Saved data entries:
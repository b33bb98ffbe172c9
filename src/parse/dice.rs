//! Parser for a single dice-notation token, e.g. `4d6kh3` or `2d20r<3!`.

use super::ast::DiceTerm;
use super::error::ParseErrorKind;
use crate::common::*;
use crate::roll::ops::{
    Drop, Explode, ExplodeOnce, Keep, Maximum, Minimum, Reroll, RerollOnce, Sort,
};
use crate::roll::Modifier;
use logos::Logos;

#[derive(Logos, Debug, Copy, Clone, Eq, PartialEq)]
enum DiceToken {
    #[regex(r"[0-9]+")]
    Integer,
    #[token("d")]
    D,
    #[token("%")]
    Percent,

    #[token("kh")]
    KeepHighest,
    #[token("kl")]
    KeepLowest,
    #[token("dh")]
    DropHighest,
    #[token("dl")]
    DropLowest,
    #[token("k")]
    Keep,
    #[token("p")]
    Drop,
    #[token("r")]
    #[token("rr")]
    Reroll,
    #[token("ro")]
    RerollOnce,
    #[token("ra")]
    ExplodeOnce,
    #[token("!")]
    #[token("e")]
    Explode,
    #[token("mi")]
    Minimum,
    #[token("ma")]
    Maximum,
    #[token("s")]
    #[token("sa")]
    SortAscending,
    #[token("sd")]
    SortDescending,

    #[token("h")]
    Highest,
    #[token("l")]
    Lowest,

    #[token("<")]
    Lt,
    #[token(">")]
    Gt,
    #[token("<=")]
    Le,
    #[token(">=")]
    Ge,
    #[token("=")]
    Eq,

    #[error]
    Error,
}

type DResult<T> = Result<T, ParseErrorKind>;

struct DiceParser<'a> {
    source: &'a str,
    tokens: Vec<(DiceToken, Span)>,
    pos: usize,
}

/// Parse one dice token as produced by the script lexer.
pub(crate) fn parse_dice(source: &str) -> DResult<DiceTerm> {
    let tokens = DiceToken::lexer(source).spanned().collect();
    DiceParser {
        source,
        tokens,
        pos: 0,
    }
    .parse()
}

impl<'a> DiceParser<'a> {
    fn peek(&self) -> Option<DiceToken> {
        self.tokens.get(self.pos).map(|(kind, _)| *kind)
    }

    fn advance(&mut self) -> Option<(DiceToken, &'a str)> {
        let (kind, span) = self.tokens.get(self.pos)?.clone();
        let source = self.source;
        self.pos += 1;
        Some((kind, &source[span]))
    }

    fn invalid<T>(&self, why: impl Into<String>) -> DResult<T> {
        Err(ParseErrorKind::InvalidDiceNotation(why.into()))
    }

    fn parse(mut self) -> DResult<DiceTerm> {
        let count = if self.peek() == Some(DiceToken::Integer) {
            self.integer()?
        } else {
            1
        };

        if self.advance().map(|(kind, _)| kind) != Some(DiceToken::D) {
            return self.invalid("expected 'd'");
        }

        let sides = match self.peek() {
            Some(DiceToken::Integer) => self.integer()?,
            Some(DiceToken::Percent) => {
                self.advance();
                100
            }
            _ => return self.invalid("expected a number of sides"),
        };

        let mut modifiers = Vec::new();
        while let Some((kind, slice)) = self.advance() {
            modifiers.push(self.modifier(kind, slice)?);
        }

        Ok(DiceTerm::new(count, sides, modifiers))
    }

    fn modifier(&mut self, kind: DiceToken, slice: &str) -> DResult<Modifier> {
        use DiceToken as T;

        Ok(match kind {
            T::KeepHighest => Keep(Selector::Highest(self.count_or_one()?)).into(),
            T::KeepLowest => Keep(Selector::Lowest(self.count_or_one()?)).into(),
            T::DropHighest => Drop(Selector::Highest(self.count_or_one()?)).into(),
            T::DropLowest => Drop(Selector::Lowest(self.count_or_one()?)).into(),
            T::Keep => Keep(self.selector(slice)?).into(),
            T::Drop => Drop(self.selector(slice)?).into(),
            T::Reroll => Reroll(self.condition()?).into(),
            T::RerollOnce => RerollOnce(self.condition()?).into(),
            T::Explode => Explode(self.condition()?).into(),
            T::ExplodeOnce => ExplodeOnce(self.condition()?).into(),
            T::Minimum => Minimum(self.required_integer(slice)?).into(),
            T::Maximum => Maximum(self.required_integer(slice)?).into(),
            T::SortAscending => Sort(SortOrder::Ascending).into(),
            T::SortDescending => Sort(SortOrder::Descending).into(),
            _ => return self.invalid(format!("unexpected {:?}", slice)),
        })
    }

    fn integer(&mut self) -> DResult<Int> {
        match self.advance() {
            Some((DiceToken::Integer, slice)) => {
                slice.parse().map_err(|_| ParseErrorKind::NumberOutOfRange)
            }
            _ => self.invalid("expected a number"),
        }
    }

    fn required_integer(&mut self, after: &str) -> DResult<Int> {
        if self.peek() == Some(DiceToken::Integer) {
            self.integer()
        } else {
            self.invalid(format!("{:?} needs a number", after))
        }
    }

    fn count_or_one(&mut self) -> DResult<usize> {
        if self.peek() == Some(DiceToken::Integer) {
            let n = self.integer()?;
            usize::try_from(n).map_err(|_| ParseErrorKind::NumberOutOfRange)
        } else {
            Ok(1)
        }
    }

    fn selector(&mut self, after: &str) -> DResult<Selector> {
        match self.peek() {
            Some(DiceToken::Highest) => {
                self.advance();
                Ok(Selector::Highest(self.count_or_one()?))
            }
            Some(DiceToken::Lowest) => {
                self.advance();
                Ok(Selector::Lowest(self.count_or_one()?))
            }
            _ => match self.condition()? {
                Some(cond) => Ok(Selector::Matching(cond)),
                None => self.invalid(format!("{:?} needs a selector", after)),
            },
        }
    }

    fn condition(&mut self) -> DResult<Option<Condition>> {
        let cmp = match self.peek() {
            Some(DiceToken::Lt) => Comparison::Lt,
            Some(DiceToken::Gt) => Comparison::Gt,
            Some(DiceToken::Le) => Comparison::Le,
            Some(DiceToken::Ge) => Comparison::Ge,
            Some(DiceToken::Eq) => Comparison::Eq,
            Some(DiceToken::Integer) => return Ok(Some(Condition::equal_to(self.integer()?))),
            _ => return Ok(None),
        };
        self.advance();
        Ok(Some(Condition::new(cmp, self.integer()?)))
    }
}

• Brief
Nothing in the records should differ from the original when you retype them.

• Solution for this exercise
repository b33bb98ffbe172c9
filename src/parse/dice.rs
//! Parser for a single dice-notation token, e.g. `4d6kh3` or `2d20r<3!`.

use super::ast::DiceTerm;
use super::error::ParseErrorKind;
use crate::common::*;
use crate::roll::ops::{
    Drop, Explode, ExplodeOnce, Keep, Maximum, Minimum, Reroll, RerollOnce, Sort,
};
use crate::roll::Modifier;
use logos::Logos;

#[derive(Logos, Debug, Copy, Clone, Eq, PartialEq)]
enum DiceToken {
    #[regex(r"[0-9]+")]
    Integer,
    #[token("d")]
    D,
    #[token("%")]
    Percent,

    #[token("kh")]
    KeepHighest,
    #[token("kl")]
    KeepLowest,
    #[token("dh")]
    DropHighest,
    #[token("dl")]
    DropLowest,
    #[token("k")]
    Keep,
    #[token("p")]
    Drop,
    #[token("r")]
    #[token("rr")]
    Reroll,
    #[token("ro")]
    RerollOnce,
    #[token("ra")]
    ExplodeOnce,
    #[token("!")]
    #[token("e")]
    Explode,
    #[token("mi")]
    Minimum,
    #[token("ma")]
    Maximum,
    #[token("s")]
    #[token("sa")]
    SortAscending,
    #[token("sd")]
    SortDescending,

    #[token("h")]
    Highest,
    #[token("l")]
    Lowest,

    #[token("<")]
    Lt,
    #[token(">")]
    Gt,
    #[token("<=")]
    Le,
    #[token(">=")]
    Ge,
    #[token("=")]
    Eq,

    #[error]
    Error,
}

type DResult<T> = Result<T, ParseErrorKind>;

struct DiceParser<'a> {
    source: &'a str,
    tokens: Vec<(DiceToken, Span)>,
    pos: usize,
}

/// Parse one dice token as produced by the script lexer.
pub(crate) fn parse_dice(source: &str) -> DResult<DiceTerm> {
    let tokens = DiceToken::lexer(source).spanned().collect();
    DiceParser {
        source,
        tokens,
        pos: 0,
    }
    .parse()
}

impl<'a> DiceParser<'a> {
    fn peek(&self) -> Option<DiceToken> {
        self.tokens.get(self.pos).map(|(kind, _)| *kind)
    }

    fn advance(&mut self) -> Option<(DiceToken, &'a str)> {
        let (kind, span) = self.tokens.get(self.pos)?.clone();
        let source = self.source;
        self.pos += 1;
        Some((kind, &source[span]))
    }

    fn invalid<T>(&self, why: impl Into<String>) -> DResult<T> {
        Err(ParseErrorKind::InvalidDiceNotation(why.into()))
    }

    fn parse(mut self) -> DResult<DiceTerm> {
        let count = if self.peek() == Some(DiceToken::Integer) {
            self.integer()?
        } else {
            1
        };

        if self.advance().map(|(kind, _)| kind) != Some(DiceToken::D) {
            return self.invalid("expected 'd'");
        }

        let sides = match self.peek() {
            Some(DiceToken::Integer) => self.integer()?,
            Some(DiceToken::Percent) => {
                self.advance();
                100
            }
            _ => return self.invalid("expected a number of sides"),
        };

        let mut modifiers = Vec::new();
        while let Some((kind, slice)) = self.advance() {
            modifiers.push(self.modifier(kind, slice)?);
        }

        Ok(DiceTerm::new(count, sides, modifiers))
    }

    fn modifier(&mut self, kind: DiceToken, slice: &str) -> DResult<Modifier> {
        use DiceToken as T;

        Ok(match kind {
            T::KeepHighest => Keep(Selector::Highest(self.count_or_one()?)).into(),
            T::KeepLowest => Keep(Selector::Lowest(self.count_or_one()?)).into(),
            T::DropHighest => Drop(Selector::Highest(self.count_or_one()?)).into(),
            T::DropLowest => Drop(Selector::Lowest(self.count_or_one()?)).into(),
            T::Keep => Keep(self.selector(slice)?).into(),
            T::Drop => Drop(self.selector(slice)?).into(),
            T::Reroll => Reroll(self.condition()?).into(),
            T::RerollOnce => RerollOnce(self.condition()?).into(),
            T::Explode => Explode(self.condition()?).into(),
            T::ExplodeOnce => ExplodeOnce(self.condition()?).into(),
            T::Minimum => Minimum(self.required_integer(slice)?).into(),
            T::Maximum => Maximum(self.required_integer(slice)?).into(),
            T::SortAscending => Sort(SortOrder::Ascending).into(),
            T::SortDescending => Sort(SortOrder::Descending).into(),
            _ => return self.invalid(format!("unexpected {:?}", slice)),
        })
    }

    fn integer(&mut self) -> DResult<Int> {
        match self.advance() {
            Some((DiceToken::Integer, slice)) => {
                slice.parse().map_err(|_| ParseErrorKind::NumberOutOfRange)
            }
            _ => self.invalid("expected a number"),
        }
    }

    fn required_integer(&mut self, after: &str) -> DResult<Int> {
        if self.peek() == Some(DiceToken::Integer) {
            self.integer()
        } else {
            self.invalid(format!("{:?} needs a number", after))
        }
    }

    fn count_or_one(&mut self) -> DResult<usize> {
        if self.peek() == Some(DiceToken::Integer) {
            let n = self.integer()?;
            usize::try_from(n).map_err(|_| ParseErrorKind::NumberOutOfRange)
        } else {
            Ok(1)
        }
    }

    fn selector(&mut self, after: &str) -> DResult<Selector> {
        match self.peek() {
            Some(DiceToken::Highest) => {
                self.advance();
                Ok(Selector::Highest(self.count_or_one()?))
            }
            Some(DiceToken::Lowest) => {
                self.advance();
                Ok(Selector::Lowest(self.count_or_one()?))
            }
            _ => match self.condition()? {
                Some(cond) => Ok(Selector::Matching(cond)),
                None => self.invalid(format!("{:?} needs a selector", after)),
            },
        }
    }

    fn condition(&mut self) -> DResult<Option<Condition>> {
        let cmp = match self.peek() {
            Some(DiceToken::Lt) => Comparison::Lt,
            Some(DiceToken::Gt) => Comparison::Gt,
            Some(DiceToken::Le) => Comparison::Le,
            Some(DiceToken::Ge) => Comparison::Ge,
            Some(DiceToken::Eq) => Comparison::Eq,
            Some(DiceToken::Integer) => return Ok(Some(Condition::equal_to(self.integer()?))),
            _ => return Ok(None),
        };
        self.advance();
        Ok(Some(Condition::new(cmp, self.integer()?)))
    }
}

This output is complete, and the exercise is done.